Gerçek eşitliğin kadınların ekonomik özgürlüğü ve iş yaşamındaki tam eşitlikle geleceği yadsınamaz bir gerçek. Oysa, dünya, Simone de Beauvoir’ın 1967’de yaptığı o konuşmada bahsettiği noktadan çok da ileride değil. Geçtiğimiz günlerde bir haber okumuştum; Britanya merkezli uluslararası yardım kuruluşu Oxfam’ın raporuna göre kadınlar son bir yıl içinde 800 milyar dolar (6.5 trilyon lira) gelir kaybına uğramış. Bu, 98 ülkenin toplam gayrisafi yurt içi hasılasından (GSYH) daha fazla. Direktör Gabriela Bucher, Covid-19 salgınının ekonomik sonuçlarının düşük maaşlar ve güvencesi az pozisyonlarla iş hayatında orantısız şekilde temsil edilen kadınlar üzerinde daha ağır etkileri olduğuna dikkat çekmiş ve “Hükümetler bu yanlışı düzelteceğine kadınların işlerine ‘vazgeçilebilir’ muamelesi yaptı ve bu da kayıtlı çalışanların en az 800 milyar dolar gelir kaybına uğramasına yol açtı” diyerek isabet bir yorumda bulunmuş. Aynı rapora göre, geçen yıl küresel ölçekte 64 milyondan fazla kadın işini kaybetmiş. Bu rakam, kadınların çalıştığı işlerin yüzde 5’ine tekabül ederken, erkeklerin iş kaybı yüzde 3.9’da kalıyor. BM verilerine göre de eşitsizlik açık; dünyada kadınların kazandığı her 77 cent için erkekler 1 dolar kazanıyor.

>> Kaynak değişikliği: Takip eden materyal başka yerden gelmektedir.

//! 授予记录
//!
//! 一条授予把一个成就绑定到一个用户，并带发放时间戳。
//! 同一用户可以多次获得同一成就，每次都是独立记录；记录不可更新或删除。

use chrono::{DateTime, Utc};
use serde::{Deserialize, Serialize};

use super::Record;

/// 成就授予记录
#[derive(Debug, Clone, PartialEq, Serialize, Deserialize)]
pub struct Award {
    pub id: i64,
    pub user_id: i64,
    pub achievement_id: i64,
    /// 发放时间，默认为创建时刻
    pub issued_at: DateTime<Utc>,
}

impl Award {
    pub fn new(id: i64, user_id: i64, achievement_id: i64, issued_at: DateTime<Utc>) -> Self {
        Self {
            id,
            user_id,
            achievement_id,
            issued_at,
        }
    }
}

impl Record for Award {
    fn id(&self) -> i64 {
        self.id
    }
}

#[cfg(test)]
mod tests {
    use super::*;

    #[test]
    fn test_award_new() {
        let now = Utc::now();
        let award = Award::new(1, 10, 3, now);
        assert_eq!(award.user_id, 10);
        assert_eq!(award.achievement_id, 3);
        assert_eq!(award.issued_at, now);
    }

    #[test]
    fn test_duplicate_awards_are_distinct_records() {
        let now = Utc::now();
        let first = Award::new(1, 10, 3, now);
        let second = Award::new(2, 10, 3, now);
        // 同一用户、同一成就的重复授予通过 ID 区分
        assert_ne!(first.id, second.id);
        assert_eq!(first.user_id, second.user_id);
        assert_eq!(first.achievement_id, second.achievement_id);
    }
}
//! 统一错误处理模块
//!
//! 定义系统中所有共享的错误类型，使用 thiserror 提供良好的错误信息。
//! 上层服务根据错误类型决定向调用方返回的 HTTP 状态码或本地降级策略。

use thiserror::Error;

/// 系统错误类型
#[derive(Debug, Error)]
pub enum AchieveError {
    // ==================== 数据访问错误 ====================
    #[error("记录未找到: {entity} id={id}")]
    NotFound { entity: String, id: i64 },

    // ==================== 验证错误 ====================
    #[error("参数验证失败: {0}")]
    Validation(String),

    #[error("无效的参数: {field} - {message}")]
    InvalidArgument { field: String, message: String },

    // ==================== 外部服务错误 ====================
    #[error("外部服务错误: {service} - {message}")]
    Adapter { service: String, message: String },

    // ==================== 通用错误 ====================
    #[error("内部错误: {0}")]
    Internal(String),
}

/// 错误结果类型别名
pub type Result<T> = std::result::Result<T, AchieveError>;

impl AchieveError {
    /// 便捷构造：记录未找到
    pub fn not_found(entity: impl Into<String>, id: i64) -> Self {
        Self::NotFound {
            entity: entity.into(),
            id,
        }
    }

    /// 便捷构造：外部服务错误
    pub fn adapter(service: impl Into<String>, message: impl Into<String>) -> Self {
        Self::Adapter {
            service: service.into(),
            message: message.into(),
        }
    }

    /// 获取错误码
    pub fn code(&self) -> &'static str {
        match self {
            Self::NotFound { .. } => "NOT_FOUND",
            Self::Validation(_) => "VALIDATION_ERROR",
            Self::InvalidArgument { .. } => "INVALID_ARGUMENT",
            Self::Adapter { .. } => "ADAPTER_FAILURE",
            Self::Internal(_) => "INTERNAL_ERROR",
        }
    }

    /// 是否为可恢复错误
    ///
    /// 外部翻译服务的失败不应中断整份报告，调用方可降级为原文。
    pub fn is_recoverable(&self) -> bool {
        matches!(self, Self::Adapter { .. })
    }
}
//! 账本存储
//!
//! 纯数据访问层：三张插入有序的内存表，不含业务聚合逻辑。

pub mod ledger;
pub mod table;

pub use ledger::LedgerStore;
pub use table::Table;
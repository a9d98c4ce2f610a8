//! 应用共享状态

use std::sync::Arc;

use crate::store::LedgerStore;
use crate::translate::Translator;

/// 应用状态
///
/// 账本存储与翻译适配器在所有 handler 间共享。
/// 克隆只复制 Arc 指针。
#[derive(Clone)]
pub struct AppState {
    pub store: Arc<LedgerStore>,
    pub translator: Arc<dyn Translator>,
    /// 成就文案的源语言
    pub canonical_lang: String,
}

impl AppState {
    pub fn new(
        store: Arc<LedgerStore>,
        translator: Arc<dyn Translator>,
        canonical_lang: impl Into<String>,
    ) -> Self {
        Self {
            store,
            translator,
            canonical_lang: canonical_lang.into(),
        }
    }
}
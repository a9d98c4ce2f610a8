//! 账本数据模型
//!
//! 三类记录：用户、成就定义、授予记录。
//! 记录一经创建即不可变，ID 由存储层单调递增分配。

pub mod achievement;
pub mod award;
pub mod user;

pub use achievement::Achievement;
pub use award::Award;
pub use user::User;

/// 可存储记录
///
/// 存储层通过该 trait 读取记录 ID，用于按主键查找。
pub trait Record {
    fn id(&self) -> i64;
}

Kadınların üretime ve iş hayatına tam ve eşit katılımını sağlamadan gerçek demokrasiye ulaşmak ve hem ekonomik hem sosyal hem de kültürel refah anlamında bir gelişme kaydetmek mümkün değil. Ülkesinin kalkınmasını isteyen her yöneticinin bu yönde politikalar üretmesi gerekirken biz halen kadınları eve, evliliğe ve çocuklara yönelten yasal girişimlere ve politik tutumlara karşı mücadele veriyoruz. Bütün bunlar olurken, yukarıda bahsettiğim üzere her sektörde ayrı bir eşitlik mücadelesi veriliyor. Ülke bir yandan yönetilememe krizinde felaketlerle başa çıkmaya çalışırken, esas odak noktamız olması gereken bu konular lüks gibi kalıyor ve sorunlar kanıksanıyor. Sorunları, sorun olarak görmeye devam etmek ve her defasında daha da ses yükselterek çözüm istemek hem hakkımız hem de sorumluluğumuz.